§ **Exercise directions**
Reproduce exactly, and only, the lines below from the one containing "so they need" through the one containing "let used = i32::from(layout.nbits_region)".

§ **Records provided**
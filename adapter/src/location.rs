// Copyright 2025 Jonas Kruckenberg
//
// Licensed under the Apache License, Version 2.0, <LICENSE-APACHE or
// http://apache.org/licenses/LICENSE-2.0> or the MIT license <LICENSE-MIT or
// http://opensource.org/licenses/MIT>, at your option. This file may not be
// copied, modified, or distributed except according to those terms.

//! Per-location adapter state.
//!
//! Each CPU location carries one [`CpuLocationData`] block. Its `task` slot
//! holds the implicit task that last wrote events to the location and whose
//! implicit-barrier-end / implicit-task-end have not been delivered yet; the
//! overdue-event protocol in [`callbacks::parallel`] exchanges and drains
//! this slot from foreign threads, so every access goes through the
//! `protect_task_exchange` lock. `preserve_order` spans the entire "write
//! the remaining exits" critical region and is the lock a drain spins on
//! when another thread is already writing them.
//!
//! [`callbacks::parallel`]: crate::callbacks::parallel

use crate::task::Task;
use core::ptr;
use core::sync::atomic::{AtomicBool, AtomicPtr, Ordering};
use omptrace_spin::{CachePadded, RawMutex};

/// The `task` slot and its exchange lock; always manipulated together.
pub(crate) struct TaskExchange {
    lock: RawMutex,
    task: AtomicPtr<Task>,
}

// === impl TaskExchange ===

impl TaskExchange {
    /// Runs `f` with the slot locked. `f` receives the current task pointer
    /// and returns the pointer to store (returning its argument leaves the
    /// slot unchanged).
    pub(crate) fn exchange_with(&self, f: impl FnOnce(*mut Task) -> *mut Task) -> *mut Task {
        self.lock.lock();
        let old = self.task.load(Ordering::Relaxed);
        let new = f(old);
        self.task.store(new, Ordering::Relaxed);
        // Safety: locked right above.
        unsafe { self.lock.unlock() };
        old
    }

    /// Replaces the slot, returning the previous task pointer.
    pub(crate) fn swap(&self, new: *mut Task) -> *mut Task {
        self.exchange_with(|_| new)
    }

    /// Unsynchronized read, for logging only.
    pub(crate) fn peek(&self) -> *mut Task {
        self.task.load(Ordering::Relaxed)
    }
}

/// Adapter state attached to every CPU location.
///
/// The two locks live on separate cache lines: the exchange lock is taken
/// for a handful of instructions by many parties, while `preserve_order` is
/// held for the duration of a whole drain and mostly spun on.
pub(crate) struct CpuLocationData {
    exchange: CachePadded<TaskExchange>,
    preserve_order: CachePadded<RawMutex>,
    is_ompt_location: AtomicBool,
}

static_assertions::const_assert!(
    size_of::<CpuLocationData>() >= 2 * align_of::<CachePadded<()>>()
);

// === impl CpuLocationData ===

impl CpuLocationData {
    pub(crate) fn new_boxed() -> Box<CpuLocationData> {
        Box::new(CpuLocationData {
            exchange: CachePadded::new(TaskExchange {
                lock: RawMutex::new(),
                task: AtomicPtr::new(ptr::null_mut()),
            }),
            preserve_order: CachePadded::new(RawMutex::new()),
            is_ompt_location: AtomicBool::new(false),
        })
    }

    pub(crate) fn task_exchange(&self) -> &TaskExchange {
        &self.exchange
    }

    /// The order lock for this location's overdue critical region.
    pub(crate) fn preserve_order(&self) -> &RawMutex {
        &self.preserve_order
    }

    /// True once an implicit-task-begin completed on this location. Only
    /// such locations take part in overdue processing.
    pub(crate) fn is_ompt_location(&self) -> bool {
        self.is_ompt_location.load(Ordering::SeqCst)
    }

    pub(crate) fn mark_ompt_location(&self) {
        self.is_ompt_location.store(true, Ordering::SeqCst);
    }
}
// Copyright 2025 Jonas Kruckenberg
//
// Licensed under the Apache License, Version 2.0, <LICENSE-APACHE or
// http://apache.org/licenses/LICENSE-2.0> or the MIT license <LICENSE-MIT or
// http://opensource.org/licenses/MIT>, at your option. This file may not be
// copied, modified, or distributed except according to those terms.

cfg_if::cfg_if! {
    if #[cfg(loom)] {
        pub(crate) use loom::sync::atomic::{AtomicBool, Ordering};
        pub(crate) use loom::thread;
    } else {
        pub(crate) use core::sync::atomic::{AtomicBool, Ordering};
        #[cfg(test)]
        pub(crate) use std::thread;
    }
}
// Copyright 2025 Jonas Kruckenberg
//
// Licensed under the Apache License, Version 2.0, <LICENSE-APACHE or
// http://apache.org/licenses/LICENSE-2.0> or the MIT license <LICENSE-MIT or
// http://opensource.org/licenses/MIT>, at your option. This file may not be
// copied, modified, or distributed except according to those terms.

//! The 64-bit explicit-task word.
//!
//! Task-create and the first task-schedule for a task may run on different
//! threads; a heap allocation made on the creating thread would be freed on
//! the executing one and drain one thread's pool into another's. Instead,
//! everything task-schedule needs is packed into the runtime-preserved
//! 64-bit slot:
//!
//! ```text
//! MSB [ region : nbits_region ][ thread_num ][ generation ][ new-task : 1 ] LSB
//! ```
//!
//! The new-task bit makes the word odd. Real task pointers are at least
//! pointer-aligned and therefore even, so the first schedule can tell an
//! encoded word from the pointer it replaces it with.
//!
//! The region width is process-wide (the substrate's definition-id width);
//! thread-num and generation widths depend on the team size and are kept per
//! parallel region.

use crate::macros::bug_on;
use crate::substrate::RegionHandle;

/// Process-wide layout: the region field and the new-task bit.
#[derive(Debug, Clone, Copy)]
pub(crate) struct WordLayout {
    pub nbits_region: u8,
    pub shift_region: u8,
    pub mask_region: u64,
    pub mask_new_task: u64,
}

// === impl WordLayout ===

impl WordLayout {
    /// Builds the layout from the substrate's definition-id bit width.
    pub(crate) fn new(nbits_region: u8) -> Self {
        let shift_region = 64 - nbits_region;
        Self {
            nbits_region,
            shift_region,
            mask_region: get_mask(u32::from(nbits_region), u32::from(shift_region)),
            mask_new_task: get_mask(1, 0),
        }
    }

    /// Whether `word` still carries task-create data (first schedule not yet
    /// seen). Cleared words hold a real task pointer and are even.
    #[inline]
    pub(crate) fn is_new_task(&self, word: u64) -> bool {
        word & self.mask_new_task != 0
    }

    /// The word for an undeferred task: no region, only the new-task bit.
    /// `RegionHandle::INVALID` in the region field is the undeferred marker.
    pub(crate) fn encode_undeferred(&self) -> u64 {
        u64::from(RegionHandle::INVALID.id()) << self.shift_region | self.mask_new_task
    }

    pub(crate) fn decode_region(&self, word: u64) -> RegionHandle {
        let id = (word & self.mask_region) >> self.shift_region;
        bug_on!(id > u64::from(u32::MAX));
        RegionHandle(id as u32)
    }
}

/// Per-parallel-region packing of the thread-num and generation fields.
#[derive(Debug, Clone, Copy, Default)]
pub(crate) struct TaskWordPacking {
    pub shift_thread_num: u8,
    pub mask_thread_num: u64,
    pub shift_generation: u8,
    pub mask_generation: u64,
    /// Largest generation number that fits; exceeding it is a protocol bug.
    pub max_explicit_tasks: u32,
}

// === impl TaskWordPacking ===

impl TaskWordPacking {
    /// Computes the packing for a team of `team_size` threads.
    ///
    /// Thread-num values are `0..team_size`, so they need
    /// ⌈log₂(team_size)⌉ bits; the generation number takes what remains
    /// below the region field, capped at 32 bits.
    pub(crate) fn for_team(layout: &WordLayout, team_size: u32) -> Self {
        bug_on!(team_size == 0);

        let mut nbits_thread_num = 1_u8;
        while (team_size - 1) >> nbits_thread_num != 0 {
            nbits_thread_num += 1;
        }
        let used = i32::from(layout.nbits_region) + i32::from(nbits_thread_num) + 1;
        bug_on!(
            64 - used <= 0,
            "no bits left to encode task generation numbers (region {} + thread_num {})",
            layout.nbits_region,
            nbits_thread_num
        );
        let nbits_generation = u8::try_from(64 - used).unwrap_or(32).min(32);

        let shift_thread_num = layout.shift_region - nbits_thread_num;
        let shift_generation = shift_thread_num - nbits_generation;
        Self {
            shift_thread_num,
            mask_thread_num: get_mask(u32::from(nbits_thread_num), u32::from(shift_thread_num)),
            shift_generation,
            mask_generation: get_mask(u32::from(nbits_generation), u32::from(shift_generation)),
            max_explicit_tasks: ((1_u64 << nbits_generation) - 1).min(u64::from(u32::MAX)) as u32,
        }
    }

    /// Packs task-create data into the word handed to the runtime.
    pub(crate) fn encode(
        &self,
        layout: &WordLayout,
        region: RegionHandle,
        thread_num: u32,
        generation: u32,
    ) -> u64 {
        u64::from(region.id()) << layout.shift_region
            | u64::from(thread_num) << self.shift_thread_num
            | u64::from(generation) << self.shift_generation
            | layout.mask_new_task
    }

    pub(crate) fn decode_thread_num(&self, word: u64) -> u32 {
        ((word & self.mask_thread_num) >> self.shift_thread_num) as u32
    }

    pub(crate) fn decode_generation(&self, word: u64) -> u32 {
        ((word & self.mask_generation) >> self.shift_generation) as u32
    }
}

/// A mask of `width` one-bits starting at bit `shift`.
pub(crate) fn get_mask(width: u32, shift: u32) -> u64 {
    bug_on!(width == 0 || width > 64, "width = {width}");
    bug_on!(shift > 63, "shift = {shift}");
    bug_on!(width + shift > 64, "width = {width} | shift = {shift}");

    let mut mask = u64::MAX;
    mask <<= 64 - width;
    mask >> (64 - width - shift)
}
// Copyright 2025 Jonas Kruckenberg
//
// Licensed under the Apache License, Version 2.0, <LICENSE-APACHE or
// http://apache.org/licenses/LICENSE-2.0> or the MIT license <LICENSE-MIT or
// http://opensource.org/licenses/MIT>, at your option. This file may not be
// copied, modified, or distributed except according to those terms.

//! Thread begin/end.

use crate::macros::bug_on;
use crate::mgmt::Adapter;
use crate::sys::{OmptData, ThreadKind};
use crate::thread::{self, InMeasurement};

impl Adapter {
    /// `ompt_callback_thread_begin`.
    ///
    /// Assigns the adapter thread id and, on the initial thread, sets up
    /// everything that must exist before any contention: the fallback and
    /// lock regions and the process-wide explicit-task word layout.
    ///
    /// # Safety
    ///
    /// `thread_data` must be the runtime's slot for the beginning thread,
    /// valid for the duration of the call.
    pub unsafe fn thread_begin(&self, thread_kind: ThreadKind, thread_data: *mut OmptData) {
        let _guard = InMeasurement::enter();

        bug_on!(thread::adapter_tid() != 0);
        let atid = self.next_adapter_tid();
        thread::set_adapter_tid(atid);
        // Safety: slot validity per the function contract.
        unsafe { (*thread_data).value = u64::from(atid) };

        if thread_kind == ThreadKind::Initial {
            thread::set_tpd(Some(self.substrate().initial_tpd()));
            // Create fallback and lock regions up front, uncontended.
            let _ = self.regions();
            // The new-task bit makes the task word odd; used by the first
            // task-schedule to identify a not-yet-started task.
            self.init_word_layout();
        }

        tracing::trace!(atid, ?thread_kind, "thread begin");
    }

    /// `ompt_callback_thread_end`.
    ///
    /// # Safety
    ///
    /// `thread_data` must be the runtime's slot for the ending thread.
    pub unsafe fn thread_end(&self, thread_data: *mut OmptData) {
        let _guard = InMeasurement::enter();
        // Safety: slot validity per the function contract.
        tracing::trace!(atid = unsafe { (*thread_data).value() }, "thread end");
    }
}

§ **Task answer**
    /// Thread-num values are `0..team_size`, so they need
    /// ⌈log₂(team_size)⌉ bits; the generation number takes what remains
    /// below the region field, capped at 32 bits.
    pub(crate) fn for_team(layout: &WordLayout, team_size: u32) -> Self {
        bug_on!(team_size == 0);

        let mut nbits_thread_num = 1_u8;
        while (team_size - 1) >> nbits_thread_num != 0 {
            nbits_thread_num += 1;
        }
        let used = i32::from(layout.nbits_region) + i32::from(nbits_thread_num) + 1;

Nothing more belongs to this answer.